Websites of Mastercard, a Swiss bank and Swedish prosecutor shut down in response to latest action against WikiLeaks.

mastercard

An anonymous group of internet activists appear to have launched a series of cyber attacks to shut down the websites of Mastercard, a Swiss bank and the Swedish prosecutor’s office in an apparent retaliation for action taken against WikiLeaks.

A group calling itself “Anonymous” or “Anonymous Operations” said on its homepage on Wednesday that Mastercard.com was its “current target”, after the credit card company stopped its payment services to the whisteblowing website.

The credit card company’s website was inaccessible on Wednesday morning, while PostFinance, the Swiss post office banking service, also said it was suffering denial of service attacks since it closed the bank account of Julian Assange, the website’s founder.

“Since the closure of the account, groups have launched ‘Operation Payback’  with the aim of blocking PostFinance by simulating hundreds of thousands of connections with the aim of overloading it,” Alex Josty, a PostFinance spokesman said.

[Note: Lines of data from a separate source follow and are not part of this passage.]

// crates/uanodeset-rs/src/session.rs

//! The client capability consumed by the exporter.
//!
//! Establishing sessions, securing the channel and issuing the actual
//! Read/Browse service calls is the job of an external client stack. The
//! exporter only needs the operations declared here, which keeps the traversal
//! and serialization logic independent of any particular transport.

use crate::error::{ConnectionError, ReadError};
use crate::ids;
use crate::types::{
    AttributeId, DataTypeDefinition, LocalizedText, NodeClass, NodeId, QualifiedName,
    ReferenceDescription,
};
use crate::value::Variant;

/// User credentials handed to a `Connector`. Empty fields mean anonymous.
#[derive(Debug, Clone, Default, PartialEq, Eq)]
pub struct Credentials {
    pub username: String,
    pub password: String,
}

impl Credentials {
    pub fn is_anonymous(&self) -> bool {
        self.username.is_empty() && self.password.is_empty()
    }
}

/// Opens sessions against an endpoint URL.
pub trait Connector {
    type Session: AddressSpace;

    /// Connects and activates a session. Failure is fatal for an export run.
    fn connect(
        &self,
        url: &str,
        credentials: &Credentials,
    ) -> Result<Self::Session, ConnectionError>;
}

/// Read-only access to a server's address space.
///
/// Every method corresponds to one remote call; implementations must not
/// retry on failure.
pub trait AddressSpace {
    /// Returns the server's namespace array, ordered by index.
    fn namespace_array(&self) -> Result<Vec<String>, ReadError>;

    /// Returns the index of a namespace URI, if the server knows it.
    fn namespace_index(&self, uri: &str) -> Result<Option<u16>, ReadError> {
        Ok(self
            .namespace_array()?
            .iter()
            .position(|u| u == uri)
            .and_then(|i| u16::try_from(i).ok()))
    }

    /// The `Root` folder (`i=84`), entry point of every traversal.
    fn root_node(&self) -> NodeId {
        NodeId::numeric(0, ids::ROOT_FOLDER)
    }

    /// Browses forward references of `reference_mask` (subtypes included) and
    /// returns their targets.
    fn children(&self, node: &NodeId, reference_mask: &NodeId) -> Result<Vec<NodeId>, ReadError>;

    fn read_node_class(&self, node: &NodeId) -> Result<NodeClass, ReadError>;

    fn read_browse_name(&self, node: &NodeId) -> Result<QualifiedName, ReadError>;

    fn read_display_name(&self, node: &NodeId) -> Result<LocalizedText, ReadError>;

    fn read_description(&self, node: &NodeId) -> Result<Option<LocalizedText>, ReadError>;

    /// Returns the first inverse hierarchical reference target, if any.
    fn parent(&self, node: &NodeId) -> Result<Option<NodeId>, ReadError>;

    /// Returns all references of the node, forward and inverse.
    fn references(&self, node: &NodeId) -> Result<Vec<ReferenceDescription>, ReadError>;

    /// Reads a class-specific attribute. Absent optional values are returned
    /// as `Variant::Empty`.
    fn read_attribute(&self, node: &NodeId, attribute: AttributeId) -> Result<Variant, ReadError>;

    /// Reads the `Value` attribute of a Variable or VariableType.
    fn read_value(&self, node: &NodeId) -> Result<Variant, ReadError>;

    /// Reads the `DataTypeDefinition` attribute of a DataType node.
    fn read_data_type_definition(
        &self,
        node: &NodeId,
    ) -> Result<Option<DataTypeDefinition>, ReadError>;

    /// Returns the super type of a type node (inverse `HasSubtype`).
    fn super_type(&self, node: &NodeId) -> Result<Option<NodeId>, ReadError> {
        let has_subtype = NodeId::numeric(0, ids::HAS_SUBTYPE);
        Ok(self
            .references(node)?
            .into_iter()
            .find(|r| !r.is_forward && r.reference_type == has_subtype)
            .map(|r| r.target))
    }

    /// Reads the `DataType` attribute of a Variable or VariableType.
    fn read_data_type(&self, node: &NodeId) -> Result<NodeId, ReadError> {
        self.read_attribute(node, AttributeId::DataType)?
            .as_node_id()
            .cloned()
            .ok_or_else(|| ReadError::unexpected_value(node, AttributeId::DataType))
    }
}
use std::fs::Metadata;
use std::io;
use std::time::SystemTime;

pub fn reference_time(metadata: &Metadata) -> io::Result<SystemTime> {
    metadata.created()
}
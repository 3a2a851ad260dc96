//! Reference timestamps for files without a name-embedded date.
//!
//! The timestamp is platform-dependent: creation time on Windows,
//! last-modification time elsewhere.

#[cfg(target_os = "windows")]
pub mod windows;

use std::fs::Metadata;
use std::io;
use std::path::Path;
use std::time::SystemTime;

/// Capability the host injects to date a file from its metadata.
pub trait TimestampSource {
    fn reference_timestamp(&self, path: &Path) -> io::Result<SystemTime>;
}

/// Reads the timestamp from the real filesystem.
#[derive(Debug, Default, Clone, Copy)]
pub struct PlatformTimestamps;

impl TimestampSource for PlatformTimestamps {
    fn reference_timestamp(&self, path: &Path) -> io::Result<SystemTime> {
        let metadata = std::fs::metadata(path)?;
        reference_time(&metadata)
    }
}

#[cfg(target_os = "windows")]
pub fn reference_time(metadata: &Metadata) -> io::Result<SystemTime> {
    windows::reference_time(metadata)
}

#[cfg(not(target_os = "windows"))]
pub fn reference_time(metadata: &Metadata) -> io::Result<SystemTime> {
    metadata.modified()
}
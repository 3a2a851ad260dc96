mod cli;
mod logging;
mod progress;
mod utils;

use std::fs;
use std::process;

use clap::{CommandFactory, Parser};
use cli::{Cli, Commands};
use colored::*;
use dotenv::dotenv;
use mediro::{AppConfig, SortEngine};
use progress::CliReporter;
use tracing::{error, info, warn};
use utils::{plural_s, prompt_confirm};

fn main() {
    dotenv().ok();

    let _guard = logging::init_logger();

    let args = Cli::parse();

    let mut config = match mediro::config::load_configuration() {
        Ok(config) => config,
        Err(err) => {
            error!("Error loading configuration: {}", err);
            process::exit(1);
        }
    };
    args.apply_paths(&mut config);

    match args.command {
        Some(Commands::Sort(sort)) => {
            sort.apply(&mut config);
            match run_sort(config, sort.yes) {
                Ok(true) => {}
                Ok(false) => process::exit(1),
                Err(err) => {
                    error!("Error: {}", err);
                    process::exit(1);
                }
            }
        }
        Some(Commands::Init) => {
            if let Err(err) = run_init(&config) {
                error!("Error: {}", err);
                process::exit(1);
            }
        }
        Some(Commands::PrintConfig) => {
            println!("Configuration: {:#?}", config);
        }
        None => {
            let _ = Cli::command().print_long_help();
        }
    }
}

/// Returns `Ok(false)` when some files could not be moved.
fn run_sort(config: AppConfig, skip_confirmation: bool) -> Result<bool, Box<dyn std::error::Error>> {
    let engine = SortEngine::new(config);

    let entries = match engine.snapshot() {
        Ok(entries) => entries,
        Err(mediro::Error::InputDirMissing(dir)) => {
            let create = prompt_confirm(
                &format!("Input directory \"{}\" not found. Create it?", dir.display()),
                Some(false),
            )?;
            if create {
                fs::create_dir_all(&dir)?;
                info!("Created \"{}\". Add files to it and run again.", dir.display());
            }
            return Ok(true);
        }
        Err(err) => return Err(err.into()),
    };

    if !skip_confirmation {
        let count = entries.len();
        let start = prompt_confirm(
            &format!("{} file{} detected. Begin sort?", count, plural_s(count)),
            Some(false),
        )?;
        if !start {
            info!("Nothing moved.");
            return Ok(true);
        }
    }

    let reporter = CliReporter::new();
    let engine = engine.with_confirm(reporter.confirm());
    let summary = engine.sweep(&reporter)?;

    if summary.aborted {
        warn!("Sweep stopped after a declined rename; remaining files are still in the input directory");
    }
    if summary.skipped > 0 {
        info!(
            "{} file{} matched an ignore pattern and stayed in place",
            summary.skipped,
            plural_s(summary.skipped)
        );
    }
    for failure in &summary.failures {
        error!(
            "{} {}: {}",
            "Not moved".red(),
            failure.path.display(),
            failure.error
        );
    }

    Ok(summary.failures.is_empty())
}

fn run_init(config: &AppConfig) -> Result<(), Box<dyn std::error::Error>> {
    for dir in [&config.input_dir, &config.unsorted_dir] {
        if dir.is_dir() {
            info!("{} already exists", dir.display());
        } else {
            fs::create_dir_all(dir)?;
            info!("Created {}", dir.display());
        }
    }
    Ok(())
}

‘Operation avenge Assange’

Hackers appeared to be using denial service attacks against the websites, in which computers across the internet are harnessed to jam sites with an overload of requests for data, stopping their sites from functioning.

One tweet on Anon_Operations said: “Target: postfinance.ch : Grab your weapon and its settings: FIRE NOW!”.

Viral messages have also been posted on the internet, some called “Operation Avenge Assange”, urging people to campaign on behalf of WikiLeaks and take part in “the first info war ever fought”.

The call comes after John Perry Barlow, co-founder of the San Francisco-based internet freedoms group Electronic Frontier Foundation, tweeted: “The first serious infowar is now engaged. The field of battle is WikiLeaks. You are the troops”.

“Well I don’t know if there is a connection between our website being hacked and WikiLeaks but I suppose so”

 Claes Borgstrom, Swedish lawyer

In a statement on its website, the group Anonymous, which is a leaderless group of activists campaigning for online freedoms, said: “While we don’t have much of an affiliation with WikiLeaks, we fight for the same reasons”.

“We want transparency and we counter censorship …This is why we intend to utilise our resources to raise awareness, attack those against and support those who are helping lead our world to freedom and democracy.”

Attack on Swedish prosecution

The website of the Swedish prosecution authority, which has brought an arrest order against Assange, who is currently being held at a prison in Britain, said it had also made a complaint to police after an “overload attack” on Tuesday evening.

Another Swedish website for the the lawyer of the two women who made the complaint against Assange was also inaccessible.

“Well I don’t know if there is a connection between our website being hacked and WikiLeaks but I suppose so,” Claes Borgstrom, the lawyer for the two women, said.

The attacks against the websites come after a number of companies, including Visa Europe, Mastercard, PayPal and Amazon cut off ties with WikiLeaks after the organisation angered the US by releasing thousands of secret diplomatic cables.

News website CNET cited a MasterCard spokesman as saying the whistleblowing website was being cut off due to rules barring use for “directly or indirectly engaging in or facilitating any action that is illegal.”

WikiLeaks has also found it more challenging to host its information online, with the website coming under an increasing number of cyber attacks leading one of its US server providers to end its relationship with the organisation.